#### EXERCISE REQUIREMENTS:
The listing below should be copied in full, word for word.

#### INPUT:
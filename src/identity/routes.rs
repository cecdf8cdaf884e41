use std::collections::{HashMap, HashSet};

use super::role::Role;

/// Access requirement a route declares for itself.
#[derive(Debug, Clone, PartialEq, Eq)]
pub enum RouteRule {
    /// Renders without a session (login, register, unauthorized, ...).
    Public,
    /// Requires an authenticated session; an empty role set admits any role.
    Protected { allowed_roles: HashSet<Role> },
}

impl RouteRule {
    fn any_role() -> Self {
        RouteRule::Protected {
            allowed_roles: HashSet::new(),
        }
    }
}

/// Path → rule registry the shell's router consults on navigation. Exact-path
/// matching; a path nobody declared falls back to "protected, any role" so a
/// forgotten declaration can never accidentally publish a view.
#[derive(Debug, Clone, Default)]
pub struct RouteTable {
    rules: HashMap<String, RouteRule>,
}

impl RouteTable {
    pub fn new() -> Self {
        Self::default()
    }

    pub fn public(mut self, path: &str) -> Self {
        self.rules.insert(path.to_string(), RouteRule::Public);
        self
    }

    /// Protected route open to any authenticated role.
    pub fn protected(mut self, path: &str) -> Self {
        self.rules.insert(path.to_string(), RouteRule::any_role());
        self
    }

    /// Protected route restricted to the listed roles.
    pub fn restricted<I: IntoIterator<Item = Role>>(mut self, path: &str, roles: I) -> Self {
        self.rules.insert(
            path.to_string(),
            RouteRule::Protected {
                allowed_roles: roles.into_iter().collect(),
            },
        );
        self
    }

    pub fn lookup(&self, path: &str) -> RouteRule {
        self.rules.get(path).cloned().unwrap_or_else(RouteRule::any_role)
    }

    /// The application shell's route map: auth pages are public, member pages
    /// take any authenticated role, admin pages take admin, and reports admit
    /// partners as well.
    pub fn app_shell() -> Self {
        Self::new()
            .public("/login")
            .public("/register")
            .public("/forgot-password")
            .public("/unauthorized")
            .protected("/")
            .protected("/plans")
            .protected("/profile")
            .protected("/notifications")
            .protected("/settings")
            .protected("/terms-privacy")
            .protected("/contact-support")
            .protected("/mobile-menu")
            .restricted("/admin/dashboard", [Role::Admin])
            .restricted("/admin/manage-users", [Role::Admin])
            .restricted("/admin/manage-plans", [Role::Admin])
            .restricted("/admin/manage-highlights", [Role::Admin])
            .restricted("/admin/manage-notifications", [Role::Admin])
            .restricted("/admin/activity-logs", [Role::Admin])
            .restricted("/admin/reports", [Role::Admin, Role::Partner])
    }
}

#[cfg(test)]
mod tests {
    use super::*;

    #[test]
    fn app_shell_declarations() {
        let table = RouteTable::app_shell();
        assert_eq!(table.lookup("/login"), RouteRule::Public);
        assert_eq!(table.lookup("/unauthorized"), RouteRule::Public);
        assert_eq!(table.lookup("/plans"), RouteRule::any_role());

        match table.lookup("/admin/dashboard") {
            RouteRule::Protected { allowed_roles } => {
                assert_eq!(allowed_roles, HashSet::from([Role::Admin]));
            }
            rule => panic!("unexpected rule: {rule:?}"),
        }
        match table.lookup("/admin/reports") {
            RouteRule::Protected { allowed_roles } => {
                assert_eq!(allowed_roles, HashSet::from([Role::Admin, Role::Partner]));
            }
            rule => panic!("unexpected rule: {rule:?}"),
        }
    }

    #[test]
    fn undeclared_paths_stay_protected() {
        let table = RouteTable::app_shell();
        assert_eq!(table.lookup("/not-declared"), RouteRule::any_role());
        assert_eq!(RouteTable::new().lookup("/anything"), RouteRule::any_role());
    }
}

#### SOLUTION TO THIS PROBLEM:
filename src/identity/routes.rs
repository cecdf8cdaf884e41
use std::collections::{HashMap, HashSet};

use super::role::Role;

/// Access requirement a route declares for itself.
#[derive(Debug, Clone, PartialEq, Eq)]
pub enum RouteRule {
    /// Renders without a session (login, register, unauthorized, ...).
    Public,
    /// Requires an authenticated session; an empty role set admits any role.
    Protected { allowed_roles: HashSet<Role> },
}

impl RouteRule {
    fn any_role() -> Self {
        RouteRule::Protected {
            allowed_roles: HashSet::new(),
        }
    }
}

/// Path → rule registry the shell's router consults on navigation. Exact-path
/// matching; a path nobody declared falls back to "protected, any role" so a
/// forgotten declaration can never accidentally publish a view.
#[derive(Debug, Clone, Default)]
pub struct RouteTable {
    rules: HashMap<String, RouteRule>,
}

impl RouteTable {
    pub fn new() -> Self {
        Self::default()
    }

    pub fn public(mut self, path: &str) -> Self {
        self.rules.insert(path.to_string(), RouteRule::Public);
        self
    }

    /// Protected route open to any authenticated role.
    pub fn protected(mut self, path: &str) -> Self {
        self.rules.insert(path.to_string(), RouteRule::any_role());
        self
    }

    /// Protected route restricted to the listed roles.
    pub fn restricted<I: IntoIterator<Item = Role>>(mut self, path: &str, roles: I) -> Self {
        self.rules.insert(
            path.to_string(),
            RouteRule::Protected {
                allowed_roles: roles.into_iter().collect(),
            },
        );
        self
    }

    pub fn lookup(&self, path: &str) -> RouteRule {
        self.rules.get(path).cloned().unwrap_or_else(RouteRule::any_role)
    }

    /// The application shell's route map: auth pages are public, member pages
    /// take any authenticated role, admin pages take admin, and reports admit
    /// partners as well.
    pub fn app_shell() -> Self {
        Self::new()
            .public("/login")
            .public("/register")
            .public("/forgot-password")
            .public("/unauthorized")
            .protected("/")
            .protected("/plans")
            .protected("/profile")
            .protected("/notifications")
            .protected("/settings")
            .protected("/terms-privacy")
            .protected("/contact-support")
            .protected("/mobile-menu")
            .restricted("/admin/dashboard", [Role::Admin])
            .restricted("/admin/manage-users", [Role::Admin])
            .restricted("/admin/manage-plans", [Role::Admin])
            .restricted("/admin/manage-highlights", [Role::Admin])
            .restricted("/admin/manage-notifications", [Role::Admin])
            .restricted("/admin/activity-logs", [Role::Admin])
            .restricted("/admin/reports", [Role::Admin, Role::Partner])
    }
}

#[cfg(test)]
mod tests {
    use super::*;

    #[test]
    fn app_shell_declarations() {
        let table = RouteTable::app_shell();
        assert_eq!(table.lookup("/login"), RouteRule::Public);
        assert_eq!(table.lookup("/unauthorized"), RouteRule::Public);
        assert_eq!(table.lookup("/plans"), RouteRule::any_role());

        match table.lookup("/admin/dashboard") {
            RouteRule::Protected { allowed_roles } => {
                assert_eq!(allowed_roles, HashSet::from([Role::Admin]));
            }
            rule => panic!("unexpected rule: {rule:?}"),
        }
        match table.lookup("/admin/reports") {
            RouteRule::Protected { allowed_roles } => {
                assert_eq!(allowed_roles, HashSet::from([Role::Admin, Role::Partner]));
            }
            rule => panic!("unexpected rule: {rule:?}"),
        }
    }

    #[test]
    fn undeclared_paths_stay_protected() {
        let table = RouteTable::app_shell();
        assert_eq!(table.lookup("/not-declared"), RouteRule::any_role());
        assert_eq!(RouteTable::new().lookup("/anything"), RouteRule::any_role());
    }
}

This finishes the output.